MRI staff will run a scan from beginning to end. An overview of how to screen subjects, place the subject on the scanner table, landmark, and scan the subject will be provided. This process includes an overview of the scanner system software and how to archive data.

Staff will go over where the stimulus computer is located, how to turn on the projector, where the manipulandums are kept, how to start BIOPAC, and how to troubleshoot equipment errors.

The user will be required to observe a technologist run the scanner and operate it themselves for a period of not less than eight hours. This allows the MRI Research Facility to evaluate a user’s ability to operate the machine. This is an indefinite process and will only be completed once the technologist feels the user has an adequate understanding of how to operate the machine, is aware of and will take appropriate steps to minimize adverse event, and is capable of collecting high quality data.

Certifying the user allows them to operate the MR scanner without supervision from another certified user.
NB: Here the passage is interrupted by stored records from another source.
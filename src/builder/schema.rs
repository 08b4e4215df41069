//! Schema mutation functions
//!
//! ADD / CHANGE / DROP column, DROP TABLE, TRUNCATE. Each `*_sql` function
//! validates and renders; the executing variant hands the result to the
//! executor. Validation failures never reach the executor.

use crate::executor::{self, Executor};
use crate::types::{ColumnSpec, Position, SqlError};
use super::common::{quote_ident, render_column, render_position, render_type_and_flags};

fn require_table(table: &str) -> Result<(), SqlError> {
    if table.trim().is_empty() {
        return Err(SqlError::MissingTableName);
    }
    Ok(())
}

fn require_column(column: &str) -> Result<(), SqlError> {
    if column.trim().is_empty() {
        return Err(SqlError::MissingColumnName);
    }
    Ok(())
}

fn require_type(spec: &ColumnSpec) -> Result<(), SqlError> {
    if spec.data_type.is_blank() {
        return Err(SqlError::MissingDataType);
    }
    Ok(())
}

fn execute_checked<E>(executor: &mut E, sql: Result<String, SqlError>) -> Result<(), SqlError>
where
    E: Executor + ?Sized,
{
    let sql = sql.inspect_err(executor::rejected)?;
    executor::run(executor, sql)
}

/// `ALTER TABLE `t` ADD <column>[ FIRST| AFTER `c`]`
pub fn add_column_sql(table: &str, spec: &ColumnSpec, position: &Position) -> Result<String, SqlError> {
    require_table(table)?;
    require_column(&spec.name)?;
    require_type(spec)?;

    Ok(format!(
        "ALTER TABLE {} ADD {}{}",
        quote_ident(table.trim()),
        render_column(spec),
        render_position(position)
    ))
}

pub fn add_column<E>(executor: &mut E, table: &str, spec: &ColumnSpec, position: &Position) -> Result<(), SqlError>
where
    E: Executor + ?Sized,
{
    execute_checked(executor, add_column_sql(table, spec, position))
}

/// `ALTER TABLE `t` CHANGE `old` `new` <type and flags>[position]`
///
/// Only the type and flags of `spec` are used; its name is ignored. A blank
/// or missing `new_name` keeps the column's name.
pub fn alter_column_sql(
    table: &str,
    column: &str,
    new_name: Option<&str>,
    spec: &ColumnSpec,
    position: &Position,
) -> Result<String, SqlError> {
    require_table(table)?;
    require_column(column)?;
    require_type(spec)?;

    let new_name = new_name.filter(|n| !n.trim().is_empty()).unwrap_or(column);

    Ok(format!(
        "ALTER TABLE {} CHANGE {} {} {}{}",
        quote_ident(table),
        quote_ident(column),
        quote_ident(new_name),
        render_type_and_flags(spec),
        render_position(position)
    ))
}

pub fn alter_column<E>(
    executor: &mut E,
    table: &str,
    column: &str,
    new_name: Option<&str>,
    spec: &ColumnSpec,
    position: &Position,
) -> Result<(), SqlError>
where
    E: Executor + ?Sized,
{
    execute_checked(executor, alter_column_sql(table, column, new_name, spec, position))
}

/// `ALTER TABLE `t` DROP `c``
pub fn drop_column_sql(table: &str, column: &str) -> Result<String, SqlError> {
    require_table(table)?;
    require_column(column)?;
    Ok(format!("ALTER TABLE {} DROP {}", quote_ident(table), quote_ident(column)))
}

pub fn drop_column<E>(executor: &mut E, table: &str, column: &str) -> Result<(), SqlError>
where
    E: Executor + ?Sized,
{
    execute_checked(executor, drop_column_sql(table, column))
}

/// `DROP TABLE `t``
pub fn drop_table_sql(table: &str) -> Result<String, SqlError> {
    require_table(table)?;
    Ok(format!("DROP TABLE {}", quote_ident(table)))
}

pub fn drop_table<E>(executor: &mut E, table: &str) -> Result<(), SqlError>
where
    E: Executor + ?Sized,
{
    execute_checked(executor, drop_table_sql(table))
}

/// `TRUNCATE `t``
pub fn truncate_table_sql(table: &str) -> Result<String, SqlError> {
    require_table(table)?;
    Ok(format!("TRUNCATE {}", quote_ident(table)))
}

pub fn truncate_table<E>(executor: &mut E, table: &str) -> Result<(), SqlError>
where
    E: Executor + ?Sized,
{
    execute_checked(executor, truncate_table_sql(table))
}
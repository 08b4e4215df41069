//! Interactive shell
//!
//! Reads one subcommand per line (same syntax as the command line, without
//! the program name) and runs it against the session's executor.

use std::io::Write;
use clap::Parser;
use comfy_table::{Cell, Table as ComfyTable, presets::UTF8_FULL};
use rustyline::error::ReadlineError;
use rustyline::DefaultEditor;
use crate::config::Settings;
use crate::executor::WriterExecutor;
use crate::types::SqlError;
use super::{run_command, Command};

#[derive(Parser, Debug)]
#[command(name = "sqlkit", no_binary_name = true, disable_help_flag = true)]
struct ShellLine {
    #[command(subcommand)]
    command: Command,
}

/// Split a line into words. Single and double quotes group words; a quote
/// of the other kind inside them is kept literally.
pub fn split_words(line: &str) -> Result<Vec<String>, SqlError> {
    let mut words = Vec::new();
    let mut current = String::new();
    let mut in_word = false;
    let mut quote: Option<char> = None;

    for c in line.chars() {
        match quote {
            Some(q) if c == q => quote = None,
            Some(_) => current.push(c),
            None if c == '\'' || c == '"' => {
                quote = Some(c);
                in_word = true;
            }
            None if c.is_whitespace() => {
                if in_word {
                    words.push(std::mem::take(&mut current));
                    in_word = false;
                }
            }
            None => {
                current.push(c);
                in_word = true;
            }
        }
    }

    if let Some(q) = quote {
        return Err(SqlError::ParseError(format!("Unterminated {q} quote")));
    }
    if in_word {
        words.push(current);
    }
    Ok(words)
}

/// Statements issued this session as a table.
pub fn render_history(statements: &[String]) -> String {
    if statements.is_empty() {
        return "(no statements)".to_string();
    }

    let mut table = ComfyTable::new();
    table.load_preset(UTF8_FULL);
    table.set_header(vec![Cell::new("#"), Cell::new("Statement")]);
    for (i, sql) in statements.iter().enumerate() {
        table.add_row(vec![Cell::new(i + 1), Cell::new(sql)]);
    }

    format!("{table}\n({} statements)", statements.len())
}

fn print_help() {
    println!("Meta-commands:");
    println!("  \\q, \\quit, exit    - Quit");
    println!("  \\history           - Statements issued this session");
    println!("  \\?, \\h, \\help      - Show this help");
    println!();
    println!("Commands: create-table, insert, update, add-column, alter-column,");
    println!("          drop-column, drop-table, truncate, primary-key, unique-key, upload");
    println!("Append --help to any command for its options.");
}

/// Handle one input line. Returns `false` when the session should end.
pub fn handle_line<W: Write>(line: &str, executor: &mut WriterExecutor<W>) -> bool {
    let line = line.trim();
    if line.is_empty() {
        return true;
    }

    match line {
        "\\q" | "\\quit" | "quit" | "exit" => return false,
        "\\history" => {
            println!("{}", render_history(executor.issued()));
            return true;
        }
        "\\?" | "\\h" | "\\help" | "help" => {
            print_help();
            return true;
        }
        _ if line.starts_with('\\') => {
            println!("Unknown meta-command: {line}. Use \\? for help.");
            return true;
        }
        _ => {}
    }

    let words = match split_words(line) {
        Ok(words) => words,
        Err(e) => {
            eprintln!("✗ {e}");
            return true;
        }
    };

    match ShellLine::try_parse_from(words) {
        Ok(ShellLine { command: Command::Shell }) => println!("Already in the shell."),
        Ok(ShellLine { command }) => {
            if let Err(e) = run_command(&command, executor) {
                eprintln!("✗ {e}");
            }
        }
        // clap renders usage and --help output as errors
        Err(e) => {
            if let Err(err) = e.print() {
                tracing::debug!(error = %err, "could not print usage");
            }
        }
    }
    true
}

// First run: no history file yet
fn is_missing_file(err: &ReadlineError) -> bool {
    matches!(err, ReadlineError::Io(e) if e.kind() == std::io::ErrorKind::NotFound)
}

/// Run the REPL until `\q`, Ctrl+C or Ctrl+D.
pub fn run_shell(settings: &Settings) -> Result<(), Box<dyn std::error::Error>> {
    let mut executor = WriterExecutor::new(
        std::io::stdout(),
        settings.format,
        settings.terminator.as_str(),
    );
    let mut rl = DefaultEditor::new()?;

    let history_file = settings.history_path();
    if let Some(ref path) = history_file {
        match rl.load_history(path) {
            Ok(()) => {}
            Err(e) if is_missing_file(&e) => {
                tracing::debug!(path = %path.display(), "no shell history yet");
            }
            Err(e) => tracing::warn!(path = %path.display(), error = %e, "could not load shell history"),
        }
    }

    println!("sqlkit shell. Type \\? for help, \\q to quit.\n");

    loop {
        match rl.readline("sqlkit> ") {
            Ok(line) => {
                if !line.trim().is_empty() {
                    if let Err(e) = rl.add_history_entry(line.trim()) {
                        tracing::debug!(error = %e, "could not record history entry");
                    }
                }
                if !handle_line(&line, &mut executor) {
                    break;
                }
            }
            Err(ReadlineError::Interrupted) => {
                println!("^C");
                break;
            }
            Err(ReadlineError::Eof) => {
                println!("quit");
                break;
            }
            Err(err) => {
                eprintln!("Error: {err:?}");
                return Err(err.into());
            }
        }
    }

    if let Some(ref path) = history_file {
        if let Err(e) = rl.save_history(path) {
            tracing::warn!(error = %e, "could not save shell history");
        }
    }

    Ok(())
}
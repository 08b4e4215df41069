use serde::{Deserialize, Serialize};
use super::value::Value;

#[derive(Debug, Clone, Default, Serialize, Deserialize, PartialEq)]
pub struct Row {
    pub values: Vec<Value>,
}

impl Row {
    pub const fn new(values: Vec<Value>) -> Self {
        Self { values }
    }

    /// First cell, the one `row_exists` looks at.
    #[must_use]
    pub fn first(&self) -> Option<&Value> {
        self.values.first()
    }

    #[must_use]
    pub fn get(&self, index: usize) -> Option<&Value> {
        self.values.get(index)
    }

    #[must_use]
    pub fn len(&self) -> usize {
        self.values.len()
    }

    #[must_use]
    pub fn is_empty(&self) -> bool {
        self.values.is_empty()
    }
}

impl From<Vec<Value>> for Row {
    fn from(values: Vec<Value>) -> Self {
        Self::new(values)
    }
}
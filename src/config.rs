//! CLI settings
//!
//! Priority: CLI flags > `SQLKIT_*` environment variables > config file >
//! defaults. The first existing file among `/etc/sqlkit/sqlkit.toml`,
//! `<user config dir>/sqlkit/sqlkit.toml` and `./sqlkit.toml` is used.

use crate::executor::OutputFormat;
use config::{Config, ConfigError, Environment, File};
use serde::Deserialize;
use std::path::PathBuf;

pub const ENV_PREFIX: &str = "SQLKIT";

#[derive(Debug, Clone, PartialEq, Eq, Deserialize)]
pub struct Settings {
    #[serde(default)]
    pub format: OutputFormat,
    /// Appended to every printed statement
    #[serde(default = "default_terminator")]
    pub terminator: String,
    #[serde(default = "default_log_level")]
    pub log_level: String,
    #[serde(default)]
    pub history_file: Option<PathBuf>,
}

fn default_terminator() -> String { ";".to_string() }
fn default_log_level() -> String { "warn".to_string() }

impl Default for Settings {
    fn default() -> Self {
        Self {
            format: OutputFormat::default(),
            terminator: default_terminator(),
            log_level: default_log_level(),
            history_file: None,
        }
    }
}

impl Settings {
    /// Candidate config files, in lookup order.
    pub fn default_paths() -> Vec<PathBuf> {
        let mut paths = vec![PathBuf::from("/etc/sqlkit/sqlkit.toml")];
        if let Some(dir) = dirs::config_dir() {
            paths.push(dir.join("sqlkit").join("sqlkit.toml"));
        }
        paths.push(PathBuf::from("./sqlkit.toml"));
        paths
    }

    /// Load from the default locations and the `SQLKIT_*` environment.
    pub fn load() -> Result<Self, ConfigError> {
        Self::load_from(&Self::default_paths(), ENV_PREFIX)
    }

    /// Load using the first existing file in `paths`, then the environment
    /// variables under `env_prefix`.
    pub fn load_from(paths: &[PathBuf], env_prefix: &str) -> Result<Self, ConfigError> {
        let mut builder = Config::builder();

        if let Some(path) = paths.iter().find(|p| p.exists()) {
            tracing::debug!(path = %path.display(), "loading config file");
            builder = builder.add_source(File::from(path.as_path()));
        }

        builder = builder.add_source(Environment::with_prefix(env_prefix).prefix_separator("_"));

        builder.build()?.try_deserialize()
    }

    /// Where the shell keeps its history: the configured file, else
    /// `~/.sqlkit_history`.
    pub fn history_path(&self) -> Option<PathBuf> {
        self.history_file
            .clone()
            .or_else(|| dirs::home_dir().map(|home| home.join(".sqlkit_history")))
    }

    pub fn with_overrides(
        mut self,
        format: Option<OutputFormat>,
        terminator: Option<&str>,
        log_level: Option<&str>,
    ) -> Self {
        if let Some(format) = format {
            self.format = format;
        }
        if let Some(terminator) = terminator {
            self.terminator = terminator.to_string();
        }
        if let Some(level) = log_level {
            self.log_level = level.to_string();
        }
        self
    }
}
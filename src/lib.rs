// sqlkit - builders and helpers for MySQL DDL/DML statements
//
// Statements are assembled by string interpolation: identifiers are wrapped
// in backticks and values in single quotes, with no escaping and no
// parameter binding. Never feed untrusted input through this crate.

// Clippy configuration - allow non-critical warnings
#![allow(clippy::missing_errors_doc)]
#![allow(clippy::missing_panics_doc)]
#![allow(clippy::module_name_repetitions)]
#![allow(clippy::format_push_string)]
#![allow(clippy::needless_pass_by_value)]
#![allow(clippy::multiple_crate_versions)]

// Core types (column specs, data types, errors, read-side rows)
pub mod core;

// Short alias used across the crate
pub mod types {
    pub use crate::core::*;
}

// Statement builders (CREATE TABLE, INSERT, UPDATE, keys, schema changes)
pub mod builder;

// Executor seam and read-side helpers
pub mod executor;

// Column definition parser
pub mod parser;

// File upload helper
pub mod upload;

// CLI settings
pub mod config;

// Command-line front end
pub mod cli;

// Re-export commonly used types for convenience
pub use crate::core::{ColumnSpec, DataType, Position, Row, SqlError, Value};
pub use builder::{KeyKind, KeySet, RowInsert, RowUpdate, TableBuilder};
pub use executor::{Executor, QuerySource, RecordingExecutor, WriterExecutor};
pub use parser::{parse_column_definition, parse_position};
pub use upload::{IncomingFile, UploadError, Uploader};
Certification is an understanding between the MRI Research Facility and the user that he or she has been trained to operate the MR machine and that they have been made aware of the safety concerns relating to the scanner.

In addition, both the user and faculty member bearing responsibility for the user is accepting full responsibility for any adverse events that may occur while the user is operating the scanner. There will be random checks on the user’s ability to operate the scanner. If it is felt they are making errors or using judgment that may endanger themselves, others, or the quality of the images, the user’s certification can be revoked. This will occur in a written letter to the user stating this fact.